Passez votre chemin !

Publié le par Bernard Bonnejean

ou comment foutre dehors un importun de façon élégante

Êtes-vous de la génération du tout-linguistique ? On peut en dater les débuts aux années soixante-dix quand l'Université française, qui confond souvent la recherche indispensable et les agiornamenti à la mode, a débaptisé, sous la houlette d'un parti communiste déjà vieillissant, la critique historique pour l'appeler "critique marxiste". A vrai dire, ce mouvement général grégaire ne toucha pas les meilleurs professeurs qui continuèrent, vaille que vaille, à appeler un chat un chat, ce qui valut à certains des années de purgatoire, et, heureusement pour leurs étudiants, beaucoup de temps pour travailler.

Parmi les joyeusetés de la nouvelle nomenclature, il y avait les registres de langue. Au nombre de trois. Certains tatillons les multiplièrent à l'infini. C'est ainsi en pédagogie : la notation alphabétique fut préconisée par souci de clarté et de simplification : de A excellent à E minable. On connaît tous l'homo sapiens sapiens encore plus sapiens que tout le monde, qui crut bon de distinguer le A++, le A+, le A- et le A--, ce qui donne en taxinomie classique, successivement : 20/20 ; 19/20 ; 18/20 ; 17/20 ; le 16/20 se notant B++. Si je vous disais à combien de réunions pédagogiques nous avons été invités pour nous vanter les mérites de la note simplifiée...

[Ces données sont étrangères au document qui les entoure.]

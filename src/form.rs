//! Roster-wide form evolution between events.
//!
//! A change is drawn from a heavy-tailed t(2)-like distribution, scaled so the
//! median magnitude equals the effective alpha, and then dampened whenever it
//! pushes a jumper further from the centre of the scale.

use crate::config::FormParams;
use crate::core_types::Jumper;
use crate::random::RandomSource;
use serde::{Deserialize, Serialize};
use strum_macros::{Display, EnumIter, EnumString};
use tracing::debug;

pub const FORM_MIN: f64 = 0.0;
pub const FORM_MAX: f64 = 10.0;
pub const FORM_CENTER: f64 = 5.0;
const HALF_RANGE: f64 = FORM_MAX - FORM_CENTER;

/// Points in a game where the roster's form is re-rolled.
#[derive(
    Debug, Clone, Copy, PartialEq, Eq, Hash, Display, EnumString, EnumIter, Serialize, Deserialize,
)]
#[strum(serialize_all = "snake_case")]
#[serde(rename_all = "camelCase")]
pub enum FormMilestone {
    GameStart,
    PostSaturday,
    PostSunday,
}

impl FormParams {
    pub fn alpha_for(&self, milestone: FormMilestone) -> f64 {
        match milestone {
            FormMilestone::GameStart => self.form_alpha_game_start,
            FormMilestone::PostSaturday => self.form_alpha_post_saturday,
            FormMilestone::PostSunday => self.form_alpha_post_sunday,
        }
    }
}

#[derive(Debug, Clone)]
pub struct FormChangeEngine {
    pub params: FormParams,
}

impl FormChangeEngine {
    pub fn new(params: FormParams) -> Self {
        Self { params }
    }

    /// Alpha after the form-dependent multiplier: full strength at the centre,
    /// falling linearly to the configured fractions at either end.
    pub fn effective_alpha(&self, alpha: f64, form: f64) -> f64 {
        let form = form.clamp(FORM_MIN, FORM_MAX);
        let multiplier = if form <= FORM_CENTER {
            let t = form / HALF_RANGE;
            self.params.form_alpha_at_zero + (1.0 - self.params.form_alpha_at_zero) * t
        } else {
            let t = (form - FORM_CENTER) / HALF_RANGE;
            1.0 + (self.params.form_alpha_at_ten - 1.0) * t
        };
        alpha.max(0.0) * multiplier
    }

    /// Raw change before dampening. Three uniforms: gaussian (two) then
    /// exponential (one).
    pub fn draw_delta(&self, alpha: f64, form: f64, rng: &mut dyn RandomSource) -> f64 {
        let z = rng.gaussian(0.0, 1.0);
        let chi = rng.exponential(1.0).max(f64::MIN_POSITIVE);
        let t2 = z / chi.sqrt();
        t2 * self.effective_alpha(alpha, form) / self.params.form_t2_median
    }

    /// Applies `delta` to `form`. Movement toward the centre passes through;
    /// movement away from it is compressed by a power law so the ends of the
    /// scale are approached ever more slowly.
    pub fn dampen(&self, form: f64, delta: f64) -> f64 {
        let form = form.clamp(FORM_MIN, FORM_MAX);
        if delta == 0.0 {
            return form;
        }

        let offset = form - FORM_CENTER;
        let toward_center = offset != 0.0 && offset.signum() != delta.signum();
        let (start, away) = if toward_center {
            if delta.abs() <= offset.abs() {
                return form + delta;
            }
            // Crosses the centre; only the overshoot is compressed.
            (FORM_CENTER, delta + offset)
        } else {
            (form, delta)
        };

        let direction = away.signum();
        let exponent = if direction > 0.0 {
            self.params.form_exponent_high
        } else {
            self.params.form_exponent_low
        };

        let x0 = ((start - FORM_CENTER).abs() / HALF_RANGE).min(1.0);
        let room = 1.0 - x0;
        if room <= 0.0 {
            return start.clamp(FORM_MIN, FORM_MAX);
        }
        let ratio = away.abs() / HALF_RANGE / room;
        let consumed = ratio / (1.0 + ratio.powf(1.0 / exponent)).powf(exponent);
        let x1 = x0 + room * consumed;

        (FORM_CENTER + direction * x1 * HALF_RANGE).clamp(FORM_MIN, FORM_MAX)
    }

    /// New form for one jumper; the input is left untouched.
    pub fn apply(&self, jumper: &Jumper, alpha: f64, rng: &mut dyn RandomSource) -> Jumper {
        let form = jumper.skills.form;
        let delta = self.draw_delta(alpha, form, rng);
        let next = self.dampen(form, delta);
        debug!(
            "Form {}: {:.2} -> {:.2} (raw delta {:+.3})",
            jumper.id, form, next, delta
        );
        jumper.with_form(next)
    }
}

/// Independent draw per jumper, in roster order. Returns a new roster.
pub fn apply_form_change_to_roster(
    jumpers: &[Jumper],
    alpha: f64,
    engine: &FormChangeEngine,
    rng: &mut dyn RandomSource,
) -> Vec<Jumper> {
    jumpers.iter().map(|j| engine.apply(j, alpha, rng)).collect()
}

Donc, soyons simple et clair. Trois niveaux de langue, à savoir la langue littéraire, la trop noble à n'utiliser que devant un public huppé au fait des bonnes manières ; la langue courante, celle de tous les jours et de presque tout le monde ; la langue familière, dite aussi vulgaire, dont des professeurs de collège trop bien élevés avaient du mal à trouver des exemples pour un jeune public aux oreilles encore chastes, mais friand de vulgarités professorales.


 
Prenons notre item initial. Vous vous promenez tranquillement sur la blogosphère en un endroit où vous ne devriez pas être. Comprenez bien que si les blogs sont ouverts à tous, ils sont avant tout la propriété de ceux qui les tiennent. Non, non ! Inutile de me servir ce que je suis capable de me reprocher tout seul ! Sur ce point je ne vaux pas plus cher.

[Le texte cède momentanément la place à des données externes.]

use thiserror::Error;

#[derive(Error, Debug)]
pub enum SkiJumpError {
    #[error("Starting gate search did not converge after {tries} tries")]
    GateConvergence { tries: usize },

    #[error("IO Error: {0}")]
    Io(#[from] std::io::Error),

    #[error("JSON Parsing Error: {0}")]
    Json(#[from] serde_json::Error),

    #[error("Configuration Error: {0}")]
    Config(String),

    #[error("Data Validation Error: {0}")]
    Validation(String),
}

pub type SjResult<T> = Result<T, SkiJumpError>;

Amusons-nous, si vous le voulez bien, à relever quelques blogs qui savent encore ce qu'est la langue soutenue, autrement dit littéraire. Ma liste n'a aucune prétention à l'exhaustivité :

Cas n° 1 : "Spammeurs 2.0, passez votre chemin".
Cas n° 2 : "Crazy man attention violent ame sensible passer votre chemin"
Cas n° 3 : "Passez votre chemin. Drôle d'époque"
Cas n° 4 : "Google chrome : passez votre chemin sur la version alpha !"

J'ai même trouvé ceci :

Cas n° 5 : "Ecolos intégristes, passez votre chemin, cet article n’est pas pour vous, comme d’hab. il est politiquement incorrect".

A l'heure où les rouges passent au vert, il faut être courageux pour oser ce genre d'allégation... Comme de dire à un vieux qu'on ne connaît pas : allez, ce temps qui vous reste, passez-le à vous reposer ! Ce temps-là ne vous appartient pas. Passez votre chemin !

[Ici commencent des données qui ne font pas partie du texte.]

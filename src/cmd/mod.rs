pub mod calibrate;
pub mod gate;
pub mod weekend;

use clap::Args;
use skijump::config::Config;
use skijump::core_types::{Hill, Jumper, JumperSkills, Roster};
use skijump::form::{apply_form_change_to_roster, FormChangeEngine, FormMilestone};
use skijump::random::RandomSource;

const COUNTRIES: [&str; 12] = [
    "AUT", "GER", "NOR", "POL", "SLO", "JPN", "SUI", "FIN", "ITA", "CZE", "USA", "CAN",
];

#[derive(Args, Debug, Clone)]
pub struct HillArgs {
    #[arg(long, default_value_t = 120.0)]
    pub k_point: f64,

    #[arg(long, default_value_t = 137.0)]
    pub hill_size: f64,

    /// Defaults to a value scaled from the K-point.
    #[arg(long)]
    pub meters_by_gate: Option<f64>,
}

impl HillArgs {
    pub fn hill(&self) -> Hill {
        let mbg = self
            .meters_by_gate
            .unwrap_or_else(|| (self.k_point * 0.008 * 20.0).round() / 20.0);
        Hill::new(self.k_point, self.hill_size, mbg)
    }
}

/// Synthetic World Cup field: skills spread around the average, the better
/// two thirds ranked, then one game-start form roll.
pub fn demo_roster(size: usize, config: &Config, seed: u64) -> Roster {
    let mut rng = fastrand::Rng::with_seed(seed ^ 0x5eed);

    let mut jumpers: Vec<Jumper> = (0..size)
        .map(|i| {
            let level = rng.gaussian(5.5, 1.3).clamp(1.0, 10.0);
            let skills = JumperSkills {
                small_hill_skill: (level + rng.uniform(-0.7, 0.7)).clamp(1.0, 10.0),
                big_hill_skill: (level + rng.uniform(-0.7, 0.7)).clamp(1.0, 10.0),
                landing_tendency: rng.uniform(-2.0, 2.0),
                form: 5.0,
                bonus_important_jumps: rng.uniform(-1.5, 1.5),
            };
            Jumper::new(format!("J{:03}", i + 1), skills).with_name(
                format!("Jumper {:02}", i + 1),
                COUNTRIES[i % COUNTRIES.len()],
            )
        })
        .collect();

    let engine = FormChangeEngine::new(config.form.clone());
    jumpers = apply_form_change_to_roster(
        &jumpers,
        config.form.alpha_for(FormMilestone::GameStart),
        &engine,
        &mut rng,
    );

    let mut by_level: Vec<&Jumper> = jumpers.iter().collect();
    by_level.sort_by(|a, b| {
        let la = a.skills.small_hill_skill + a.skills.big_hill_skill;
        let lb = b.skills.small_hill_skill + b.skills.big_hill_skill;
        lb.total_cmp(&la)
    });
    let ranked = size * 2 / 3;
    let world_cup_ranks = by_level
        .into_iter()
        .take(ranked)
        .enumerate()
        .map(|(i, j)| (j.id.clone(), i as u32 + 1))
        .collect();

    Roster {
        jumpers,
        world_cup_ranks,
    }
}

Des policiers, qui ne s'embarrassent  pas de ces fioritures superflues, eussent dit, en registre courant : "Spammeurs 2, circulez ! Il n'y a rien à voir !"

Un père agacé, trop chèrement entouré d'une progéniture agitée, eût volontiers crié en langue familière : "Vous avez pas un peu fini de nous casser les oreilles. Fichez-moi le camp dehors !"

Donc, en conclusion provisoire, il convient de souligner la parfaite éducation du blogueur moyen qui vous met à la porte de son établissement en queue de pie et gants blancs, linguistiquement parlant s'entend.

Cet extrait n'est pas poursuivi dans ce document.